**Task to carry out**
State the number of lines in these records that include the string "SlotIndex", and say nothing more.

(Provided records begins)

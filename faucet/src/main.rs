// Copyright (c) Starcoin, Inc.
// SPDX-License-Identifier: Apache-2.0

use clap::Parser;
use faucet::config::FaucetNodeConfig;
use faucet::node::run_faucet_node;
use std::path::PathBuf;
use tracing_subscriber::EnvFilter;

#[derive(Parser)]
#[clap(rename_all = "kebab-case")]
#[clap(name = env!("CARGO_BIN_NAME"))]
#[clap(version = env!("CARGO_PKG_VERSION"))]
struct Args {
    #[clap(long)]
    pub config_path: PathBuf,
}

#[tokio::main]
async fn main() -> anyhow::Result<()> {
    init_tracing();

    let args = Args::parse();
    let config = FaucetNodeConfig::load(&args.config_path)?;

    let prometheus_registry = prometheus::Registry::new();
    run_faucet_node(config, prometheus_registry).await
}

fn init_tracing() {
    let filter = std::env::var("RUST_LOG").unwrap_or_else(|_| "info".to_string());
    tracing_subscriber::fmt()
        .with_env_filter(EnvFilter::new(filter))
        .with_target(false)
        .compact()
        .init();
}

(Provided records ends)
(Provided records begins)

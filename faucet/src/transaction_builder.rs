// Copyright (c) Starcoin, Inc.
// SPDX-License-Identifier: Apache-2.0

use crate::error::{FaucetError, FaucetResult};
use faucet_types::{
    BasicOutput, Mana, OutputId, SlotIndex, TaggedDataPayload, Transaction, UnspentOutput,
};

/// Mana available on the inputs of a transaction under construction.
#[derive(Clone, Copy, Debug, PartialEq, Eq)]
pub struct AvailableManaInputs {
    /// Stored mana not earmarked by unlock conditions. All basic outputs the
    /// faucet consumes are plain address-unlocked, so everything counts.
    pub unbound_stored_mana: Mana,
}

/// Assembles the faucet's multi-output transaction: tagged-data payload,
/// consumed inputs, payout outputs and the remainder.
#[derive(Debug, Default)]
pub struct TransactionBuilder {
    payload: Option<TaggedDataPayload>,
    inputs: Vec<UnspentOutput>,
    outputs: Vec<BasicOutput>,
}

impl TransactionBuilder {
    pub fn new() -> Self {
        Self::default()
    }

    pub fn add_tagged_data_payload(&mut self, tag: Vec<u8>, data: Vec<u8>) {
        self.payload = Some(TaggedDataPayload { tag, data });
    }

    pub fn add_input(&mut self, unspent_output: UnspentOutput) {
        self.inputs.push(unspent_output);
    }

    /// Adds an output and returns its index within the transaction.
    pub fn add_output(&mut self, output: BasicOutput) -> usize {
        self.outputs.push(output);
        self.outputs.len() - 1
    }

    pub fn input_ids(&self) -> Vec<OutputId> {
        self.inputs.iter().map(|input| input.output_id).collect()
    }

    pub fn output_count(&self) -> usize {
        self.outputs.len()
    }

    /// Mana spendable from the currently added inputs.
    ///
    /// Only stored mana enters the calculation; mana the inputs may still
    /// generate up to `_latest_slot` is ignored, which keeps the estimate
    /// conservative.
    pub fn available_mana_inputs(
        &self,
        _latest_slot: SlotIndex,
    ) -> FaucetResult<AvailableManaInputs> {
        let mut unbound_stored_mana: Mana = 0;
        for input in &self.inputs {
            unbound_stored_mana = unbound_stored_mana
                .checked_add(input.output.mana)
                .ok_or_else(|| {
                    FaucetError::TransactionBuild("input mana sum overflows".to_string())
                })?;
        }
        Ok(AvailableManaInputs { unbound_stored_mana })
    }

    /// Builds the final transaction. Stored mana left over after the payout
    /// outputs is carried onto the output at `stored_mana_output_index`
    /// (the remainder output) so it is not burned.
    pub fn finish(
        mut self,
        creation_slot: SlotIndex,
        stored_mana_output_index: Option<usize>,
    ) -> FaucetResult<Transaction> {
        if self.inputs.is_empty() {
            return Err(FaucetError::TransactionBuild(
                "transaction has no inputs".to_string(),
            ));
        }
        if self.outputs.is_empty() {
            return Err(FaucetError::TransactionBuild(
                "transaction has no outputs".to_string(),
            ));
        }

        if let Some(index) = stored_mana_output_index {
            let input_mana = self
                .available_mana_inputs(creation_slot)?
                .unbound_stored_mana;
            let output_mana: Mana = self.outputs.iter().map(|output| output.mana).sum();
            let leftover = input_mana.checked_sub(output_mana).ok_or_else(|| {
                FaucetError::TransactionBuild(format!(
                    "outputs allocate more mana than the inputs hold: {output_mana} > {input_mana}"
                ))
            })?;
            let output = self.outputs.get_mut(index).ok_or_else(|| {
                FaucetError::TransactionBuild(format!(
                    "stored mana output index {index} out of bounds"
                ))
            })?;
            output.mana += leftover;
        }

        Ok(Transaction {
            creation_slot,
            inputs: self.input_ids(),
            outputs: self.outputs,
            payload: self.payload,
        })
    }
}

(Provided records ends)
(Provided records begins)

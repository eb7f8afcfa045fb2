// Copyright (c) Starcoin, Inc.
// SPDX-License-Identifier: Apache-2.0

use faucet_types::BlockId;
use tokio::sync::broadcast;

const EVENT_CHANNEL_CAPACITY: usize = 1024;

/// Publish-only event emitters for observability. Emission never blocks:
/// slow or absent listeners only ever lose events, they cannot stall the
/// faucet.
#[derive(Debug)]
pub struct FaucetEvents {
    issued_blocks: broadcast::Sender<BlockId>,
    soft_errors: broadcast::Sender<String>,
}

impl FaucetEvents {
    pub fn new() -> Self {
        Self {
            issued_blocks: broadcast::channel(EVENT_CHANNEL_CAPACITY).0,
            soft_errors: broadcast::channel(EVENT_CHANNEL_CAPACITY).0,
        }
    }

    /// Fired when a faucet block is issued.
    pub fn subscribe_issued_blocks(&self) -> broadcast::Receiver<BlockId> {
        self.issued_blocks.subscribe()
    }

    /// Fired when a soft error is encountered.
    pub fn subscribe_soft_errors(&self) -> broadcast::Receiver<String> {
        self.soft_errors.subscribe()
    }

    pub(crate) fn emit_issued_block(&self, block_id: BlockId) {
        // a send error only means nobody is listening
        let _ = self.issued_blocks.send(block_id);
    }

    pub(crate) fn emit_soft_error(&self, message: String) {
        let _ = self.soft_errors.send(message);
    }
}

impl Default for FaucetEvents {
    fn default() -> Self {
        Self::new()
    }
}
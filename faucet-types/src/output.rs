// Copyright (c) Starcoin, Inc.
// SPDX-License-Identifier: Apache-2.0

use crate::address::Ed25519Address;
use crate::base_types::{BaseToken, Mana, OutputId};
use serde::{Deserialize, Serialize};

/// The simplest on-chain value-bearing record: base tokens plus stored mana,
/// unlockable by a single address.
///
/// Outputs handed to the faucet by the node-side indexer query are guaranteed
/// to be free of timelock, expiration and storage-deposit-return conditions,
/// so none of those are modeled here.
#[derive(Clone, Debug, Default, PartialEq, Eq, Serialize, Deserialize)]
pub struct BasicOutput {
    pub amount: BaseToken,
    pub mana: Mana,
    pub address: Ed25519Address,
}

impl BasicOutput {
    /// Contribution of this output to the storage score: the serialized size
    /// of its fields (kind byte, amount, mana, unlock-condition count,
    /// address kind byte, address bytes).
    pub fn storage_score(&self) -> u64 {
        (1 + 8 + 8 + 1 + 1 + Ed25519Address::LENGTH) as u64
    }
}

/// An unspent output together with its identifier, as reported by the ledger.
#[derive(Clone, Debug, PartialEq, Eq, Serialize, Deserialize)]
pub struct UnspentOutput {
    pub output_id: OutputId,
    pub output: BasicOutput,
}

(Provided records ends)

**Answer to the exercise**
3